CIED infection poses clinical challenge for the physicians. It also increases mortality, morbidity and financial cost of treatment. The mortality rates due to endocarditis resulting from cardiac device infections range from 31% to 66% if the device is not removed [5]. On the contrary, there are several well-reported life-threatening complications associated with device removal. Some of these include tricuspid valve damage, subclavian vein laceration, hemothorax, pocket hematoma, postoperative cardiac arrest amongst others [4]. Average cost of combined medical and surgical treatment of an infected PPM and ICD ranges from $25,000 to $50,000 respectively [6].

Though CIED removal is not required for superficial or incisional infection at the pocket site if there is no involvement of the device, complete removal is the standard of treatment for established CIED infections [7]. Adjunctive antimicrobial therapy should be empirically started to cover staphylococcal strains but the final selection of appropriate antimicrobial agent should be based on culture and susceptibility testing. There are no clinical trial data that define the optimal duration of antimicrobial therapy for CIED infection but the general consensus is to treat for 7 - 10 days after device removal if the presentation is device erosion without inflammatory changes; otherwise, 10 - 14 days is considered optimal. In patients with positive blood cultures > 24 h despite CIED removal and appropriate antimicrobial therapy, parenteral therapy for at least 4 weeks should be given, even if transesophageal echocardiography (TEE) is negative for valvular vegetations [8].
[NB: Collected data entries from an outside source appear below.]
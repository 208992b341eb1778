//! Main TUI application state and logic

use crate::config::TraceConfig;
use crate::machine::Navigation;
use crate::sequencer::{BeginError, Readiness, TraceRequest, TraceSequencer};
use crate::snapshot::StepKind;
use crate::ui::panes::{self, SourceScrollState, StatusRenderData};
use crossterm::event::{self, Event, KeyCode, KeyEvent, KeyEventKind};
use ratatui::{
    backend::Backend,
    layout::{Constraint, Direction, Layout},
    Frame, Terminal,
};
use std::io;
use std::time::{Duration, Instant};

/// Which pane is currently focused
#[derive(Debug, Clone, Copy, PartialEq, Eq)]
pub enum FocusedPane {
    Source,
    Variables,
    Output,
}

impl FocusedPane {
    /// Move focus to the next pane (source -> variables -> output)
    pub fn next(self) -> Self {
        match self {
            FocusedPane::Source => FocusedPane::Variables,
            FocusedPane::Variables => FocusedPane::Output,
            FocusedPane::Output => FocusedPane::Source,
        }
    }
}

/// The main application state
pub struct App {
    sequencer: TraceSequencer,

    /// Request the session was started from; `r` restarts it
    request: TraceRequest,
    config: TraceConfig,

    /// Program lines shown in the source pane
    lines: Vec<String>,

    pub focused_pane: FocusedPane,

    source_scroll: SourceScrollState,
    variables_scroll: usize,
    output_scroll: usize,

    pub should_quit: bool,
    pub status_message: String,

    pub is_playing: bool,
    last_play_time: Instant,
    /// Last time space was pressed (for debouncing)
    last_space_press: Instant,
}

impl App {
    /// Create an app over a sequencer whose session was started from `request`
    pub fn new(sequencer: TraceSequencer, request: TraceRequest, config: TraceConfig) -> Self {
        let lines = sequencer.program_lines();
        let status_message = Self::readiness_message(&sequencer);
        App {
            sequencer,
            request,
            config,
            lines,
            focused_pane: FocusedPane::Source,
            source_scroll: SourceScrollState::default(),
            variables_scroll: 0,
            output_scroll: usize::MAX,
            should_quit: false,
            status_message,
            is_playing: false,
            last_play_time: Instant::now(),
            last_space_press: Instant::now()
                .checked_sub(Duration::from_secs(1))
                .unwrap_or_else(Instant::now),
        }
    }

    fn readiness_message(sequencer: &TraceSequencer) -> String {
        if sequencer.is_ready() {
            "Ready!".to_string()
        } else {
            format!(
                "Waiting for inputs: {} (press p for a preset)",
                sequencer.missing().join(", ")
            )
        }
    }

    /// Run the TUI application
    pub fn run<B: Backend>(&mut self, terminal: &mut Terminal<B>) -> io::Result<()> {
        loop {
            terminal.draw(|f| self.render(f))?;

            if self.should_quit {
                break;
            }

            if self.is_playing && self.last_play_time.elapsed() >= Duration::from_secs(1) {
                let before = self.sequencer.position();
                self.sequencer.advance();
                if self.sequencer.position() == before {
                    self.is_playing = false;
                    self.status_message = "Playback complete".to_string();
                } else {
                    self.status_message = "Playing...".to_string();
                    self.output_scroll = usize::MAX;
                }
                self.last_play_time = Instant::now();
            }

            // Poll with a timeout so auto-play keeps ticking
            if event::poll(Duration::from_millis(50))? {
                if let Event::Key(key) = event::read()? {
                    if key.kind == KeyEventKind::Press {
                        self.handle_key_event(key);
                    }
                }
            }
        }

        Ok(())
    }

    fn render(&mut self, frame: &mut Frame) {
        let main_chunks = Layout::default()
            .direction(Direction::Vertical)
            .constraints([Constraint::Min(0), Constraint::Length(1)])
            .split(frame.area());

        let columns = Layout::default()
            .direction(Direction::Horizontal)
            .constraints([Constraint::Percentage(60), Constraint::Percentage(40)])
            .split(main_chunks[0]);

        // Right column: Variables (top) | Output (bottom)
        let right_rows = Layout::default()
            .direction(Direction::Vertical)
            .constraints([Constraint::Percentage(60), Constraint::Percentage(40)])
            .split(columns[1]);

        let record = self.sequencer.current();
        let previous = self
            .sequencer
            .trace()
            .zip(self.sequencer.position().checked_sub(1))
            .and_then(|(trace, index)| trace.get(index));

        panes::render_source_pane(
            frame,
            columns[0],
            &self.lines,
            record.and_then(|r| r.line),
            record.is_some_and(|r| r.kind == StepKind::Error),
            self.focused_pane == FocusedPane::Source,
            &mut self.source_scroll,
        );

        panes::render_variables_pane(
            frame,
            right_rows[0],
            record.map(|r| &r.variables),
            previous.map(|r| &r.variables),
            self.focused_pane == FocusedPane::Variables,
            &mut self.variables_scroll,
        );

        panes::render_output_pane(
            frame,
            right_rows[1],
            record.map_or("", |r| r.output.as_str()),
            record
                .and_then(|r| r.error.as_ref())
                .map(|e| e.message.as_str()),
            self.focused_pane == FocusedPane::Output,
            &mut self.output_scroll,
        );

        let status = StatusRenderData {
            message: &self.status_message,
            position: self.sequencer.position(),
            total: self.sequencer.len(),
            kind: record.map(|r| r.kind),
            is_ready: self.sequencer.is_ready(),
            is_playing: self.is_playing,
            preset: self.sequencer.preset(),
            variant: self.sequencer.variant(),
        };
        panes::render_status_bar(frame, main_chunks[1], &status);
    }

    fn handle_key_event(&mut self, key: KeyEvent) {
        match key.code {
            KeyCode::Char('q') | KeyCode::Char('Q') => {
                self.should_quit = true;
            }
            KeyCode::Tab => {
                self.focused_pane = self.focused_pane.next();
            }
            KeyCode::Left => {
                self.is_playing = false;
                let before = self.sequencer.position();
                self.sequencer.retreat();
                self.status_message = if self.sequencer.position() != before {
                    "Stepped backward".to_string()
                } else if self.sequencer.navigation() == Navigation::ForwardOnly {
                    "This algorithm only steps forward".to_string()
                } else {
                    "Already at the first step".to_string()
                };
                self.output_scroll = usize::MAX;
            }
            KeyCode::Right => {
                self.is_playing = false;
                let before = self.sequencer.position();
                self.sequencer.advance();
                self.status_message = if self.sequencer.position() != before {
                    "Stepped forward".to_string()
                } else if !self.sequencer.is_ready() {
                    Self::readiness_message(&self.sequencer)
                } else {
                    "Already at the last step".to_string()
                };
                self.output_scroll = usize::MAX;
            }
            KeyCode::Up => match self.focused_pane {
                FocusedPane::Source => {
                    // Scrolling up makes the current line move down visually
                    if let Some(row) = self.source_scroll.target_line_row {
                        self.source_scroll.target_line_row = Some(row.saturating_add(1));
                    }
                }
                FocusedPane::Variables => {
                    self.variables_scroll = self.variables_scroll.saturating_sub(1);
                }
                FocusedPane::Output => {
                    self.output_scroll = self.output_scroll.saturating_sub(1);
                }
            },
            KeyCode::Down => match self.focused_pane {
                FocusedPane::Source => {
                    if let Some(row) = self.source_scroll.target_line_row {
                        self.source_scroll.target_line_row = Some(row.saturating_sub(1));
                    }
                }
                FocusedPane::Variables => {
                    self.variables_scroll = self.variables_scroll.saturating_add(1);
                }
                FocusedPane::Output => {
                    self.output_scroll = self.output_scroll.saturating_add(1);
                }
            },
            KeyCode::Char(' ') => {
                // 200ms debounce against key repeat
                if self.last_space_press.elapsed() >= Duration::from_millis(200) {
                    self.last_space_press = Instant::now();
                    self.is_playing = !self.is_playing && self.sequencer.is_ready();
                    if self.is_playing {
                        self.last_play_time = Instant::now()
                            .checked_sub(Duration::from_secs(1))
                            .unwrap_or_else(Instant::now);
                        self.status_message = "Playing...".to_string();
                    } else {
                        self.status_message = "Paused".to_string();
                    }
                }
            }
            KeyCode::Enter => {
                self.is_playing = false;
                self.sequencer.jump_to_end();
                self.status_message = "Jumped to end".to_string();
                self.output_scroll = usize::MAX;
            }
            KeyCode::Backspace => {
                self.is_playing = false;
                self.sequencer.jump_to_start();
                self.status_message = "Jumped to start".to_string();
                self.output_scroll = usize::MAX;
            }
            KeyCode::Char('p') => self.cycle_preset(),
            KeyCode::Char('v') => self.cycle_variant(),
            KeyCode::Char('r') => self.restart(),
            _ => {}
        }
    }

    fn cycle_preset(&mut self) {
        let Some(descriptor) = self.sequencer.descriptor() else {
            self.status_message = "Presets apply to algorithms only".to_string();
            return;
        };
        let labels: Vec<&'static str> = descriptor.presets.iter().map(|p| p.label).collect();
        let Some(label) = next_choice(&labels, self.sequencer.preset()) else {
            self.status_message = "This algorithm has no presets".to_string();
            return;
        };
        self.is_playing = false;
        let result = self.sequencer.select_preset(label);
        self.apply(result, format!("Preset {}", label));
    }

    fn cycle_variant(&mut self) {
        let Some(descriptor) = self.sequencer.descriptor() else {
            self.status_message = "Variants apply to algorithms only".to_string();
            return;
        };
        let ids: Vec<&'static str> = descriptor.variants.iter().map(|v| v.id).collect();
        let Some(id) = next_choice(&ids, self.sequencer.variant()) else {
            self.status_message = "This algorithm has no variants".to_string();
            return;
        };
        self.is_playing = false;
        let result = self.sequencer.select_variant(id);
        self.apply(result, format!("Variant {}", id));
    }

    /// Discard the session and start again from the original request
    fn restart(&mut self) {
        self.is_playing = false;
        self.sequencer.reset();
        let result = self.sequencer.begin(self.request.clone(), self.config);
        self.apply(result, "Reset".to_string());
    }

    fn apply(&mut self, result: Result<Readiness, BeginError>, done: String) {
        self.status_message = match result {
            Ok(Readiness::Ready) => done,
            Ok(Readiness::NotReady { .. }) => Self::readiness_message(&self.sequencer),
            Err(err) => format!("Error: {}", err),
        };
        self.lines = self.sequencer.program_lines();
        self.output_scroll = usize::MAX;
    }
}

/// Entry after `current` in `choices`, wrapping around
fn next_choice(choices: &[&'static str], current: Option<&str>) -> Option<&'static str> {
    let position = current.and_then(|c| choices.iter().position(|&choice| choice == c));
    match position {
        Some(i) => choices.get((i + 1) % choices.len()).copied(),
        None => choices.first().copied(),
    }
}

#[cfg(test)]
mod tests {
    use super::*;

    #[test]
    fn test_next_choice_wraps() {
        let choices = ["ア", "イ", "ウ"];
        assert_eq!(next_choice(&choices, None), Some("ア"));
        assert_eq!(next_choice(&choices, Some("イ")), Some("ウ"));
        assert_eq!(next_choice(&choices, Some("ウ")), Some("ア"));
        assert_eq!(next_choice(&[], Some("ア")), None);
    }

    #[test]
    fn test_focus_cycles_through_panes() {
        let focus = FocusedPane::Source.next().next().next();
        assert_eq!(focus, FocusedPane::Source);
    }
}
It is essential to evaluate a patient with extraction of infected CIED for new device placement but it should also be kept in mind that around one third to one half of such patients may not require new CIED placement [4]. Reversal of initial cardiac pathology that required CIED implantation, lack of appropriate initial clinical indication, refusal of patient to get new device are few scenarios which obviate the need for new CIED placement and this can help avoid new device infection. With lack of definite prospective trial examining timing of new device replacement and risk of relapsing infection; there is no uniform consensus on optimal timing of device replacement. Several investigators have recommended waiting for the blood cultures to be negative before a new device can be placed [9].

Conditions with a lack of adequate evidence of benefit from permanent pacing like syncope of unknown cause, asymptomatic sinus bradycardia, asymptomatic first degree and second degree Mobitz I (Wenckebach) AV block, long QT syndrome or torsades de pointes due to a reversible cause should be evaluated carefully before implanting CIED. In case of reversal of pathology that initially required CIED, it is advisable to avoid reimplantation. A continuous monitoring for future need of the PPM can be done by alternative less invasive device like ICM.


It is imperative to evaluate a patient carefully before considering reimplantation of a PPM after its removal due to infection. The initial cardiac pathology may revert obviating the need for reimplantation. This reduces the chance for further infection of CIED, decreases mortality and morbidity due to recurrent CIED infection and decreases cost of care. Less invasive continuous monitoring device like ICM can be an effective alternative to assess the patient for further consideration for CIED reimplantation.

Conflict of Interest

The authors declare no conflict of interest.